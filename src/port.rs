//! # Ports
//!
//! A [`Port`] is one end of an edge as seen from one side of a border. Ports
//! are created unlinked by their [`Border`](crate::border::Border) and linked
//! exactly once, 1:1, to the matching port of the peer border. Both ends then
//! share one [`PortQueue`], owned by the pair.
//!
//! ## Store kinds and transfer paths
//!
//! A port on a node running in this process holds in-memory data
//! ([`StoreKind::Data`]); a port on the transport side of a remote border holds
//! serialized bytes ([`StoreKind::Serialized`]). What a push does depends on the
//! payload form and the store kind of the destination:
//!
//! | payload | destination | action |
//! |---|---|---|
//! | data | data | enqueue as is |
//! | data | serialized | bind the data type, serialize into a pooled buffer |
//! | serialized | data | check the pool limit, bind the data type, deserialize |
//! | serialized | serialized | relay unchanged |
//!
//! The data type is bound from the first payload that needs one and is
//! propagated to the peer port.
//!
//! ## Wake-ups
//!
//! A [`PortListener`] on the destination port hears about every push; one on
//! the source port hears about every pop. Listeners must only enqueue work.

use crate::border::{BorderConnectInfo, BorderId};
use crate::error::{GraphError, Result};
use crate::memory_pool::MemoryPool;
use crate::partition::{PartId, PartitionSet};
use crate::payload::{DataType, Payload, TypeRegistry, WirePayload};
use crate::port_queue::{Popped, PortQueue, QueueItem};
use bytes::Bytes;
use serde::{Deserialize, Serialize};
use std::fmt;
use std::sync::{Arc, OnceLock, Weak};

/// Writer id a local node uses on its output ports.
pub const LOCAL_WRITER: PartId = 0;

/// Direction of a port or border, seen from the subgraph that owns it.
#[derive(Debug, Clone, Copy, PartialEq, Eq, Hash, Serialize, Deserialize)]
pub enum PortIo {
  /// Data flows into the subgraph.
  Input,
  /// Data flows out of the subgraph.
  Output,
}

impl PortIo {
  /// The opposite direction.
  pub fn flip(self) -> Self {
    match self {
      PortIo::Input => PortIo::Output,
      PortIo::Output => PortIo::Input,
    }
  }
}

/// How a port holds payloads.
#[derive(Debug, Clone, Copy, PartialEq, Eq)]
pub enum StoreKind {
  /// In-memory [`Payload`]s.
  Data,
  /// Serialized [`WirePayload`]s.
  Serialized,
}

/// Identity of a port: its own node and port name plus those of its peer.
#[derive(Debug, Clone, PartialEq, Eq, Hash)]
pub struct PortKey {
  /// Node owning this end.
  pub node: String,
  /// Port name on `node`.
  pub port: String,
  /// Node at the other end.
  pub peer_node: String,
  /// Port name on `peer_node`.
  pub peer_port: String,
}

impl PortKey {
  /// Creates a key.
  pub fn new(
    node: impl Into<String>,
    port: impl Into<String>,
    peer_node: impl Into<String>,
    peer_port: impl Into<String>,
  ) -> Self {
    Self {
      node: node.into(),
      port: port.into(),
      peer_node: peer_node.into(),
      peer_port: peer_port.into(),
    }
  }

  /// The key the peer port carries.
  pub fn mirrored(&self) -> Self {
    Self {
      node: self.peer_node.clone(),
      port: self.peer_port.clone(),
      peer_node: self.node.clone(),
      peer_port: self.port.clone(),
    }
  }
}

impl fmt::Display for PortKey {
  fn fmt(&self, f: &mut fmt::Formatter<'_>) -> fmt::Result {
    write!(
      f,
      "{}.{}<->{}.{}",
      self.node, self.port, self.peer_node, self.peer_port
    )
  }
}

/// Registries shared by every port of a run.
#[derive(Debug)]
pub struct PortEnv {
  /// Data types for (de)serialization.
  pub types: Arc<TypeRegistry>,
  /// Buffer pool and usage accounting.
  pub pool: Arc<MemoryPool>,
}

/// Receives push and pop notifications from a port.
pub trait PortListener: Send + Sync {
  /// A push into `port`'s queue for destination `to` completed.
  fn on_push(&self, port: &Port, to: PartId);

  /// A pop from the queue feeding from `port` completed.
  fn on_pop(&self, _port: &Port, _to: PartId) {}
}

/// What a node sees when reading an input partition.
#[derive(Debug)]
pub enum PortData {
  /// Nothing to read right now.
  NoData,
  /// A payload.
  Data {
    /// Source partition.
    from: PartId,
    /// The payload.
    payload: Payload,
  },
  /// Every source finished and everything was read.
  Eof,
}

struct PortLink {
  peer: Weak<Port>,
  peer_store: StoreKind,
  queue: Arc<PortQueue>,
  info: Arc<BorderConnectInfo>,
}

/// One end of a linked edge.
pub struct Port {
  id: usize,
  key: PortKey,
  io: PortIo,
  store: StoreKind,
  border: BorderId,
  shuffle: bool,
  optional: bool,
  env: Arc<PortEnv>,
  link: OnceLock<PortLink>,
  bound: OnceLock<Arc<dyn DataType>>,
  listener: OnceLock<Arc<dyn PortListener>>,
}

/// Per-edge flags carried by a port.
#[derive(Debug, Clone, Copy, Default)]
pub struct PortFlags {
  /// Dependency-only edge backed by a shuffle queue.
  pub shuffle: bool,
  /// The edge never blocks scheduling of its consumer.
  pub optional: bool,
}

impl Port {
  /// Creates an unlinked port.
  pub fn new(
    id: usize,
    key: PortKey,
    border: BorderId,
    store: StoreKind,
    flags: PortFlags,
    env: Arc<PortEnv>,
  ) -> Self {
    Self {
      id,
      key,
      io: border.io,
      store,
      border,
      shuffle: flags.shuffle,
      optional: flags.optional,
      env,
      link: OnceLock::new(),
      bound: OnceLock::new(),
      listener: OnceLock::new(),
    }
  }

  /// Index within the owning border.
  pub fn id(&self) -> usize {
    self.id
  }

  /// Port identity.
  pub fn key(&self) -> &PortKey {
    &self.key
  }

  /// `node.port` label used in errors and logs.
  pub fn label(&self) -> String {
    format!("{}.{}", self.key.node, self.key.port)
  }

  /// Direction.
  pub fn io(&self) -> PortIo {
    self.io
  }

  /// How this end holds payloads.
  pub fn store(&self) -> StoreKind {
    self.store
  }

  /// Owning border.
  pub fn border_id(&self) -> BorderId {
    self.border
  }

  /// Whether the edge is dependency-only.
  pub fn is_shuffle(&self) -> bool {
    self.shuffle
  }

  /// Whether the edge is optional for scheduling.
  pub fn is_optional(&self) -> bool {
    self.optional
  }

  /// Whether [`Port::link`] has run.
  pub fn is_linked(&self) -> bool {
    self.link.get().is_some()
  }

  /// Links this port to `peer` through `queue`. Only succeeds once.
  pub fn link(
    &self,
    peer: &Arc<Port>,
    queue: Arc<PortQueue>,
    info: Arc<BorderConnectInfo>,
  ) -> Result<()> {
    self
      .link
      .set(PortLink {
        peer: Arc::downgrade(peer),
        peer_store: peer.store,
        queue,
        info,
      })
      .map_err(|_| GraphError::PortAlreadyLinked(self.key.to_string()))
  }

  fn linked(&self) -> Result<&PortLink> {
    self
      .link
      .get()
      .ok_or_else(|| GraphError::PortNotLinked(self.key.to_string()))
  }

  /// The shared queue.
  pub fn queue(&self) -> Result<&Arc<PortQueue>> {
    Ok(&self.linked()?.queue)
  }

  /// The linked peer, if still alive.
  pub fn peer(&self) -> Option<Arc<Port>> {
    self.link.get().and_then(|link| link.peer.upgrade())
  }

  /// Connection info of the border pair this port was linked through.
  pub fn connect_info(&self) -> Result<&BorderConnectInfo> {
    Ok(&self.linked()?.info)
  }

  /// Partitions a node addresses through this port: the destination
  /// partitions of the queue, which for an output equal its `from` set.
  pub fn partitions(&self) -> Result<&PartitionSet> {
    let link = self.linked()?;
    Ok(match self.io {
      PortIo::Output => &link.info.from_part,
      PortIo::Input => link.queue.to_part(),
    })
  }

  /// Installs the listener. Returns `false` if one is already installed.
  pub fn set_listener(&self, listener: Arc<dyn PortListener>) -> bool {
    self.listener.set(listener).is_ok()
  }

  /// Name of the bound data type, if any.
  pub fn bound_type(&self) -> Option<&str> {
    self.bound.get().map(|data_type| data_type.name())
  }

  /// Binds the data type `name` to this port and its peer.
  ///
  /// A second bind with a different name fails with `TypeMismatch`.
  pub fn bind_type(&self, name: &str) -> Result<Arc<dyn DataType>> {
    if let Some(bound) = self.bound.get() {
      if bound.name() != name {
        return Err(GraphError::TypeMismatch {
          port: self.label(),
          expected: bound.name().to_string(),
          actual: name.to_string(),
        });
      }
      return Ok(Arc::clone(bound));
    }
    let data_type = self.env.types.get(name)?;
    let bound = Arc::clone(self.bound.get_or_init(|| data_type));
    if bound.name() != name {
      return Err(GraphError::TypeMismatch {
        port: self.label(),
        expected: bound.name().to_string(),
        actual: name.to_string(),
      });
    }
    if let Some(peer) = self.peer() {
      let _ = peer.bound.set(Arc::clone(&bound));
    }
    Ok(bound)
  }

  fn convert(&self, item: QueueItem, target: StoreKind) -> Result<QueueItem> {
    match (item, target) {
      (item @ QueueItem::Data(_), StoreKind::Data) => Ok(item),
      (item @ QueueItem::Wire(_), StoreKind::Serialized) => Ok(item),
      (QueueItem::Data(payload), StoreKind::Serialized) => {
        let data_type = self.bind_type(payload.type_name())?;
        let pool = &self.env.pool;
        let mut buf = pool.get_buffer(256);
        data_type.serialize(&payload, &mut buf)?;
        let bytes = Bytes::copy_from_slice(&buf);
        pool.return_buffer(buf);
        let lease = pool.lease(bytes.len());
        Ok(QueueItem::Wire(
          WirePayload::new(data_type.name(), bytes).with_lease(lease),
        ))
      }
      (QueueItem::Wire(wire), StoreKind::Data) => {
        self.env.pool.check_limit()?;
        let data_type = self.bind_type(wire.type_name())?;
        Ok(QueueItem::Data(data_type.deserialize(wire.bytes())?))
      }
    }
  }

  /// Pushes into the shared queue, converting `item` to the peer's store kind.
  ///
  /// Returns whether destination `to` is finished afterwards.
  pub fn push_item(
    &self,
    to: PartId,
    from: PartId,
    item: Option<QueueItem>,
    eof: bool,
  ) -> Result<bool> {
    let link = self.linked()?;
    let item = item
      .map(|item| self.convert(item, link.peer_store))
      .transpose()?;
    let finished = link.queue.push(to, from, item, eof)?;
    if let Some(peer) = link.peer.upgrade() {
      peer.notify_push(to);
    }
    Ok(finished)
  }

  /// Writes one slot per partition of [`Port::partitions`].
  ///
  /// A `None` slot is skipped unless `eof` is set, in which case it carries
  /// only the eof marker.
  pub fn set_data(&self, payloads: Vec<Option<Payload>>, eof: bool) -> Result<()> {
    let link = self.linked()?;
    let parts = &link.info.from_part;
    if payloads.len() != parts.used_count() {
      return Err(GraphError::PayloadCountMismatch {
        expected: parts.used_count(),
        actual: payloads.len(),
      });
    }
    if link.queue.is_shuffle() {
      if payloads.iter().any(Option::is_some) {
        return Err(GraphError::Unsupported("payload on a dependency edge"));
      }
      return if eof { self.set_eof(LOCAL_WRITER) } else { Ok(()) };
    }
    for (to, slot) in parts.iter().zip(payloads) {
      if slot.is_none() && !eof {
        continue;
      }
      self.push_item(to, LOCAL_WRITER, slot.map(QueueItem::Data), eof)?;
    }
    Ok(())
  }

  /// Signals eof from writer `from` to every destination partition.
  pub fn set_eof(&self, from: PartId) -> Result<()> {
    let link = self.linked()?;
    link.queue.set_eof(from)?;
    if let Some(peer) = link.peer.upgrade() {
      for to in link.queue.to_part().iter() {
        peer.notify_push(to);
      }
    }
    Ok(())
  }

  /// Signals eof from writer `from` to every destination that has not seen
  /// it yet. Used when a node finishes after closing some outputs itself.
  pub fn close(&self, from: PartId) -> Result<()> {
    let link = self.linked()?;
    if link.queue.is_shuffle() {
      return match self.set_eof(from) {
        Err(GraphError::DataAfterEof { .. }) => Ok(()),
        other => other,
      };
    }
    for to in link.queue.to_part().iter() {
      match self.push_item(to, from, None, true) {
        Ok(_) | Err(GraphError::DataAfterEof { .. }) => {}
        Err(err) => return Err(err),
      }
    }
    Ok(())
  }

  /// Pops the next entry of destination `to`.
  pub fn pop(&self, to: PartId) -> Result<Popped> {
    let link = self.linked()?;
    let popped = link.queue.pop(to)?;
    if matches!(popped, Popped::Data { .. } | Popped::Eof { .. })
      && let Some(peer) = link.peer.upgrade()
    {
      peer.notify_pop(to);
    }
    Ok(popped)
  }

  /// Reads partition `to` of an input holding in-memory data.
  ///
  /// Intermediate eof markers of single sources are consumed silently; only
  /// the final eof is reported.
  pub fn get_data(&self, to: PartId) -> Result<PortData> {
    loop {
      match self.pop(to)? {
        Popped::Empty => return Ok(PortData::NoData),
        Popped::Finished | Popped::Eof { finished: true, .. } => return Ok(PortData::Eof),
        Popped::Eof { finished: false, .. } => continue,
        Popped::Data {
          from,
          item: QueueItem::Data(payload),
        } => return Ok(PortData::Data { from, payload }),
        Popped::Data {
          item: QueueItem::Wire(_),
          ..
        } => return Err(GraphError::Unsupported("serialized payload on a data port")),
      }
    }
  }

  fn notify_push(&self, to: PartId) {
    if let Some(listener) = self.listener.get() {
      listener.on_push(self, to);
    }
  }

  fn notify_pop(&self, to: PartId) {
    if let Some(listener) = self.listener.get() {
      listener.on_pop(self, to);
    }
  }
}

impl fmt::Debug for Port {
  fn fmt(&self, f: &mut fmt::Formatter<'_>) -> fmt::Result {
    f.debug_struct("Port")
      .field("id", &self.id)
      .field("key", &self.key)
      .field("io", &self.io)
      .field("store", &self.store)
      .field("linked", &self.is_linked())
      .field("bound", &self.bound_type())
      .finish()
  }
}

▶ **Problem statement**
Filter the records down to the lines containing the word "lease", and copy those.

▶ **Task result**
        let lease = pool.lease(bytes.len());
          WirePayload::new(data_type.name(), bytes).with_lease(lease),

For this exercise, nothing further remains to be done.